### RECORDS SUPPLIED
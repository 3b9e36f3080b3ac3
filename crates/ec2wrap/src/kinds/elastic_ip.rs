//! Elastic IP addresses
//!
//! The resource id of an elastic IP is its public address. VPC addresses
//! are released and associated by allocation id, standard ones by IP.

use super::{Ec2Instance, first_or_missing};
use crate::connector::Connector;
use crate::ec2::{AddressRef, DescribeRequest, Ec2Api};
use crate::error::{ResourceError, Result};
use crate::options::CreateOptions;
use crate::resource::{Resource, ResourceKind};
use async_trait::async_trait;
use aws_sdk_ec2::types::{Address, DomainType};
use ec2wrap_common::options::ALLOCATE_IN_VPC;
use std::sync::Arc;
use tracing::{error, info};

/// An elastic IP
pub type Ec2ElasticIp = Resource<ElasticIpKind>;

/// Elastic IP kind state: allocation id returned by the allocate call
#[derive(Debug, Clone, Default)]
pub struct ElasticIpKind {
    allocation_id: Option<String>,
}

#[async_trait]
impl ResourceKind for ElasticIpKind {
    type Snapshot = Address;

    const NAME: &'static str = "elastic IP";

    fn extract_id(snapshot: &Address) -> Option<String> {
        snapshot.public_ip().map(str::to_string)
    }

    async fn parse_list(api: &dyn Ec2Api, request: DescribeRequest) -> anyhow::Result<Vec<Address>> {
        api.describe_addresses(request).await
    }

    async fn parse_one(api: &dyn Ec2Api, id: &str) -> Result<Address> {
        first_or_missing(id, api.describe_addresses(DescribeRequest::by_id(id)).await)
    }

    async fn build_create_request(
        resource: &mut Ec2ElasticIp,
        options: &CreateOptions,
        _description: &str,
    ) -> Result<()> {
        let domain = if options.contains(ALLOCATE_IN_VPC) {
            DomainType::Vpc
        } else {
            DomainType::Standard
        };

        let address = resource.api().allocate_address(domain).await?;
        let public_ip = Self::extract_id(&address)
            .ok_or_else(|| anyhow::anyhow!("Allocated address has no public IP"))?;

        resource.kind_mut().allocation_id = address.allocation_id().map(str::to_string);
        resource.set_id(public_ip);
        resource.set_snapshot(address);
        Ok(())
    }

    async fn build_delete_request(resource: &Ec2ElasticIp) -> Result<()> {
        let public_ip = resource.bound()?;
        if resource.is_associated()? {
            return Err(ResourceError::illegal_state(
                Self::NAME,
                Some(public_ip),
                "address is associated with an instance",
            ));
        }

        resource.api().release_address(resource.address_ref()?).await?;
        Ok(())
    }
}

impl Resource<ElasticIpKind> {
    /// Every VPC-domain address
    pub async fn all_vpc(connector: &Arc<dyn Connector>) -> Result<Vec<Self>> {
        Self::in_domain(connector, DomainType::Vpc).await
    }

    /// Every standard-domain address
    pub async fn all_standard(connector: &Arc<dyn Connector>) -> Result<Vec<Self>> {
        Self::in_domain(connector, DomainType::Standard).await
    }

    /// VPC addresses not associated with any instance
    pub async fn unassociated_vpc(connector: &Arc<dyn Connector>) -> Result<Vec<Self>> {
        Ok(Self::unassociated(Self::all_vpc(connector).await?))
    }

    /// Standard addresses not associated with any instance
    pub async fn unassociated_standard(connector: &Arc<dyn Connector>) -> Result<Vec<Self>> {
        Ok(Self::unassociated(Self::all_standard(connector).await?))
    }

    /// Addresses associated with `instance_id`
    pub async fn for_instance(connector: &Arc<dyn Connector>, instance_id: &str) -> Result<Vec<Self>> {
        Self::new(connector.clone())
            .get_filtered("instance-id", [instance_id])
            .await
    }

    async fn in_domain(connector: &Arc<dyn Connector>, domain: DomainType) -> Result<Vec<Self>> {
        Self::new(connector.clone())
            .get_filtered("domain", [domain.as_str()])
            .await
    }

    fn unassociated(addresses: Vec<Self>) -> Vec<Self> {
        addresses
            .into_iter()
            .filter(|address| matches!(address.is_associated(), Ok(false)))
            .collect()
    }

    /// Public IP (the resource id)
    pub fn ip(&self) -> Option<&str> {
        self.id()
    }

    /// Allocation id, from the last snapshot or the allocate call
    pub fn allocation_id(&self) -> Option<&str> {
        self.snapshot()
            .ok()
            .and_then(|address| address.allocation_id())
            .or(self.kind().allocation_id.as_deref())
    }

    pub fn is_associated(&self) -> Result<bool> {
        Ok(self
            .snapshot()?
            .instance_id()
            .is_some_and(|instance| !instance.is_empty()))
    }

    fn is_vpc(&self) -> Result<bool> {
        Ok(self.snapshot()?.domain() == Some(&DomainType::Vpc))
    }

    fn address_ref(&self) -> Result<AddressRef> {
        let domain = self.snapshot()?.domain();
        Ok(AddressRef::for_allocation(
            domain,
            self.allocation_id(),
            self.bound()?,
        ))
    }

    /// Associate this address with `instance`
    pub async fn associate(&self, instance: &Ec2Instance) -> Result<()> {
        let instance_id = instance.bound()?;
        info!(public_ip = ?self.id(), instance_id = %instance_id, "Associating elastic IP");
        self.api()
            .associate_address(self.address_ref()?, instance_id)
            .await?;
        Ok(())
    }

    /// Detach this address from whatever instance holds it
    pub async fn disassociate(&self) -> Result<()> {
        let association = if self.is_vpc()? {
            let association_id = self.snapshot()?.association_id().ok_or_else(|| {
                ResourceError::illegal_state(
                    ElasticIpKind::NAME,
                    self.id(),
                    "VPC address has no association id",
                )
            })?;
            AddressRef::AssociationId(association_id.to_string())
        } else {
            AddressRef::PublicIp(self.bound()?.to_string())
        };

        self.api().disassociate_address(association).await?;
        Ok(())
    }

    /// Move this address onto `instance`, detaching it first if needed.
    ///
    /// The instance is refreshed afterwards so its public DNS reflects the
    /// new address; a failed refresh is logged, not returned.
    pub async fn force_associate(&self, instance: &mut Ec2Instance) -> Result<()> {
        if self.is_associated()? {
            self.disassociate().await?;
        }
        self.associate(instance).await?;

        if let Err(e) = instance.refresh().await {
            error!(
                instance_id = ?instance.id(),
                error = %e,
                "Unable to refresh instance after attaching elastic IP"
            );
        }
        Ok(())
    }
}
######
=== EXERCISE DETAILS ===
Repeat the data word for word, starting at its first line and stopping after the line that contains "async fn parse_one(api: &dyn".

=== WRITTEN SOLUTION ===
repository 3b9e36f3080b3ac3
filename crates/ec2wrap/src/kinds/elastic_ip.rs
//! Elastic IP addresses
//!
//! The resource id of an elastic IP is its public address. VPC addresses
//! are released and associated by allocation id, standard ones by IP.

use super::{Ec2Instance, first_or_missing};
use crate::connector::Connector;
use crate::ec2::{AddressRef, DescribeRequest, Ec2Api};
use crate::error::{ResourceError, Result};
use crate::options::CreateOptions;
use crate::resource::{Resource, ResourceKind};
use async_trait::async_trait;
use aws_sdk_ec2::types::{Address, DomainType};
use ec2wrap_common::options::ALLOCATE_IN_VPC;
use std::sync::Arc;
use tracing::{error, info};

/// An elastic IP
pub type Ec2ElasticIp = Resource<ElasticIpKind>;

/// Elastic IP kind state: allocation id returned by the allocate call
#[derive(Debug, Clone, Default)]
pub struct ElasticIpKind {
    allocation_id: Option<String>,
}

#[async_trait]
impl ResourceKind for ElasticIpKind {
    type Snapshot = Address;

    const NAME: &'static str = "elastic IP";

    fn extract_id(snapshot: &Address) -> Option<String> {
        snapshot.public_ip().map(str::to_string)
    }

    async fn parse_list(api: &dyn Ec2Api, request: DescribeRequest) -> anyhow::Result<Vec<Address>> {
        api.describe_addresses(request).await
    }

    async fn parse_one(api: &dyn Ec2Api, id: &str) -> Result<Address> {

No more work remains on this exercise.